El pasado lunes, ante la premura de tener que escribir esta columna periodística y no decidirme sobre qué, solicité ayuda a los amigos que frecuentan mi muro de Facebook. Les pedí que redactaran la primera frase, con la promesa --o acaso mera intención-- de que yo trataría de escribir el resto. No porque yo sea una estrella de las redes sociales sino quizá por lo contrario --creo que les inspiro algo de pena--, numerosas personas comenzaron a proponerme hilos temáticos a modo de empujoncito creativo. Algunos me ofrecían la primera frase (que eran en sí una suerte de microrrelato de una línea); una escritora me sugería que escribiese sobre Simon Leys y que le concediera tanta importancia a su condición de fumador como de escritor; un amigo editor, especialista en la guerra civil española y en la posguerra, propuso que escribiera sobre los extraterrestres que hoy --esto es, el pasado lunes-- habían aterrizado en España hacía justo 80 años. Y otro amigo historiador me sugería que repensara, negro sobre blanco, por qué demonios había decidido cierto día aciago --el adjetivo es mío-- ser escritor.

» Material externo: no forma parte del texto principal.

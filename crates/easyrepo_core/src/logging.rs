//! Process-wide rolling file logging.
//!
//! # Responsibility
//! - Start the `flexi_logger` backend behind the `log` facade once.
//! - Capture panics as sanitized `event=panic_captured` lines.
//!
//! # Invariants
//! - Re-initializing with the same level and directory is a no-op.
//! - Re-initializing with a different level or directory is rejected.
//! - Initialization never panics.

use flexi_logger::{
    Cleanup, Criterion, FileSpec, FlexiLoggerError, Logger, LoggerHandle, Naming, WriteMode,
};
use log::{error, info};
use once_cell::sync::OnceCell;
use std::error::Error;
use std::fmt::{Display, Formatter};
use std::path::{Path, PathBuf};

const LOG_FILE_BASENAME: &str = "easyrepo";
const MAX_LOG_FILE_SIZE_BYTES: u64 = 10 * 1024 * 1024;
const MAX_LOG_FILES: usize = 5;
const MAX_PANIC_PAYLOAD_CHARS: usize = 160;

static LOGGING_STATE: OnceCell<LoggingState> = OnceCell::new();
static PANIC_HOOK_INSTALLED: OnceCell<()> = OnceCell::new();

struct LoggingState {
    level: LogLevel,
    log_dir: PathBuf,
    _logger: LoggerHandle,
}

/// Supported log verbosity.
#[derive(Debug, Clone, Copy, PartialEq, Eq)]
pub enum LogLevel {
    Trace,
    Debug,
    Info,
    Warn,
    Error,
}

impl LogLevel {
    /// Parses a case-insensitive level name; `warning` is accepted for `warn`.
    pub fn parse(value: &str) -> Option<Self> {
        match value.trim().to_ascii_lowercase().as_str() {
            "trace" => Some(Self::Trace),
            "debug" => Some(Self::Debug),
            "info" => Some(Self::Info),
            "warn" | "warning" => Some(Self::Warn),
            "error" => Some(Self::Error),
            _ => None,
        }
    }

    pub fn as_str(self) -> &'static str {
        match self {
            Self::Trace => "trace",
            Self::Debug => "debug",
            Self::Info => "info",
            Self::Warn => "warn",
            Self::Error => "error",
        }
    }

    /// `debug` in debug builds, `info` in release builds.
    pub fn build_default() -> Self {
        if cfg!(debug_assertions) {
            Self::Debug
        } else {
            Self::Info
        }
    }
}

#[derive(Debug)]
pub enum LoggingError {
    UnsupportedLevel(String),
    InvalidDirectory(String),
    CreateDirectory {
        path: PathBuf,
        source: std::io::Error,
    },
    Backend(FlexiLoggerError),
    AlreadyInitialized {
        active: String,
        requested: String,
    },
}

impl Display for LoggingError {
    fn fmt(&self, f: &mut Formatter<'_>) -> std::fmt::Result {
        match self {
            Self::UnsupportedLevel(level) => write!(
                f,
                "unsupported log level `{level}`; expected trace|debug|info|warn|error"
            ),
            Self::InvalidDirectory(message) => write!(f, "{message}"),
            Self::CreateDirectory { path, source } => write!(
                f,
                "failed to create log directory `{}`: {source}",
                path.display()
            ),
            Self::Backend(err) => write!(f, "failed to start logger: {err}"),
            Self::AlreadyInitialized { active, requested } => write!(
                f,
                "logging already initialized with `{active}`; refusing to switch to `{requested}`"
            ),
        }
    }
}

impl Error for LoggingError {
    fn source(&self) -> Option<&(dyn Error + 'static)> {
        match self {
            Self::CreateDirectory { source, .. } => Some(source),
            Self::Backend(err) => Some(err),
            _ => None,
        }
    }
}

impl From<FlexiLoggerError> for LoggingError {
    fn from(value: FlexiLoggerError) -> Self {
        Self::Backend(value)
    }
}

/// Starts rolling file logging under `log_dir`.
///
/// # Errors
/// - `UnsupportedLevel` for unknown level names.
/// - `InvalidDirectory` when `log_dir` is empty or relative.
/// - `AlreadyInitialized` when a different level or directory is active.
/// - `CreateDirectory`/`Backend` when the backend cannot start.
pub fn init_logging(level: &str, log_dir: impl AsRef<Path>) -> Result<(), LoggingError> {
    let level = LogLevel::parse(level)
        .ok_or_else(|| LoggingError::UnsupportedLevel(level.trim().to_string()))?;
    let log_dir = normalize_log_dir(log_dir.as_ref())?;

    let state = LOGGING_STATE.get_or_try_init(|| start_backend(level, &log_dir))?;
    ensure_matches(state, level, &log_dir)
}

/// Returns `(level, log_dir)` of the active logger, if any.
pub fn logging_status() -> Option<(LogLevel, PathBuf)> {
    LOGGING_STATE
        .get()
        .map(|state| (state.level, state.log_dir.clone()))
}

fn start_backend(level: LogLevel, log_dir: &Path) -> Result<LoggingState, LoggingError> {
    std::fs::create_dir_all(log_dir).map_err(|source| LoggingError::CreateDirectory {
        path: log_dir.to_path_buf(),
        source,
    })?;

    let logger = Logger::try_with_str(level.as_str())?
        .log_to_file(
            FileSpec::default()
                .directory(log_dir)
                .basename(LOG_FILE_BASENAME),
        )
        .rotate(
            Criterion::Size(MAX_LOG_FILE_SIZE_BYTES),
            Naming::Numbers,
            Cleanup::KeepLogFiles(MAX_LOG_FILES),
        )
        .write_mode(WriteMode::BufferAndFlush)
        .append()
        .format_for_files(flexi_logger::detailed_format)
        .start()?;

    install_panic_hook_once();

    info!(
        "event=logging_init module=logging status=ok level={} log_dir={} version={}",
        level.as_str(),
        log_dir.display(),
        env!("CARGO_PKG_VERSION")
    );

    Ok(LoggingState {
        level,
        log_dir: log_dir.to_path_buf(),
        _logger: logger,
    })
}

fn ensure_matches(
    state: &LoggingState,
    level: LogLevel,
    log_dir: &Path,
) -> Result<(), LoggingError> {
    if state.log_dir != log_dir {
        return Err(LoggingError::AlreadyInitialized {
            active: state.log_dir.display().to_string(),
            requested: log_dir.display().to_string(),
        });
    }
    if state.level != level {
        return Err(LoggingError::AlreadyInitialized {
            active: state.level.as_str().to_string(),
            requested: level.as_str().to_string(),
        });
    }
    Ok(())
}

fn normalize_log_dir(log_dir: &Path) -> Result<PathBuf, LoggingError> {
    let text = log_dir.to_string_lossy();
    let trimmed = text.trim();
    if trimmed.is_empty() {
        return Err(LoggingError::InvalidDirectory(
            "log_dir cannot be empty".to_string(),
        ));
    }
    let path = PathBuf::from(trimmed);
    if !path.is_absolute() {
        return Err(LoggingError::InvalidDirectory(format!(
            "log_dir must be an absolute path, got `{trimmed}`"
        )));
    }
    Ok(path)
}

fn install_panic_hook_once() {
    if PANIC_HOOK_INSTALLED.set(()).is_err() {
        return;
    }

    let previous_hook = std::panic::take_hook();
    std::panic::set_hook(Box::new(move |panic_info| {
        let location = panic_info
            .location()
            .map(|loc| format!("{}:{}", loc.file(), loc.line()))
            .unwrap_or_else(|| "unknown".to_string());
        let payload = panic_payload_summary(panic_info);
        error!(
            "event=panic_captured module=logging status=error location={} payload={}",
            location, payload
        );
        previous_hook(panic_info);
    }));
}

fn panic_payload_summary(info: &std::panic::PanicHookInfo<'_>) -> String {
    let payload = if let Some(message) = info.payload().downcast_ref::<&str>() {
        (*message).to_string()
    } else if let Some(message) = info.payload().downcast_ref::<String>() {
        message.clone()
    } else {
        "non-string panic payload".to_string()
    };

    sanitize_message(&payload, MAX_PANIC_PAYLOAD_CHARS)
}

/// Flattens newlines and caps length so one event stays on one line.
fn sanitize_message(value: &str, max_chars: usize) -> String {
    let normalized = value.replace(['\n', '\r'], " ");
    let mut truncated = normalized.chars().take(max_chars).collect::<String>();
    if normalized.chars().count() > max_chars {
        truncated.push_str("...");
    }
    truncated
}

Pero hubo más: propuestas para que escribiera sobre los sillones (no sé si desde connotaciones políticas o simplemente imitando el estilo IKEA); comienzos de cuentos más o menos apocalípticos; e incluso la invitación a lamentarme ante el estigma del folio en blanco, que es, dicen, una técnica para combatirlo.

Pero cuantas más ideas me ofrecían mis amigos, más me iba drenando interiormente, como si el oficio de escribir no resistiera con buena nota los primeros auxilios de amigos voluntariosos dispuestos a hacerte el boca a boca.

La escritura, digámoslo ya, es una amante autoritaria, conclusiva y atrabiliaria que no solo rechaza la camaradería sino que además la condena. Como en los grandes melodramas, saber que tengo una amante casquivana y tóxica no me impide seguir amándola.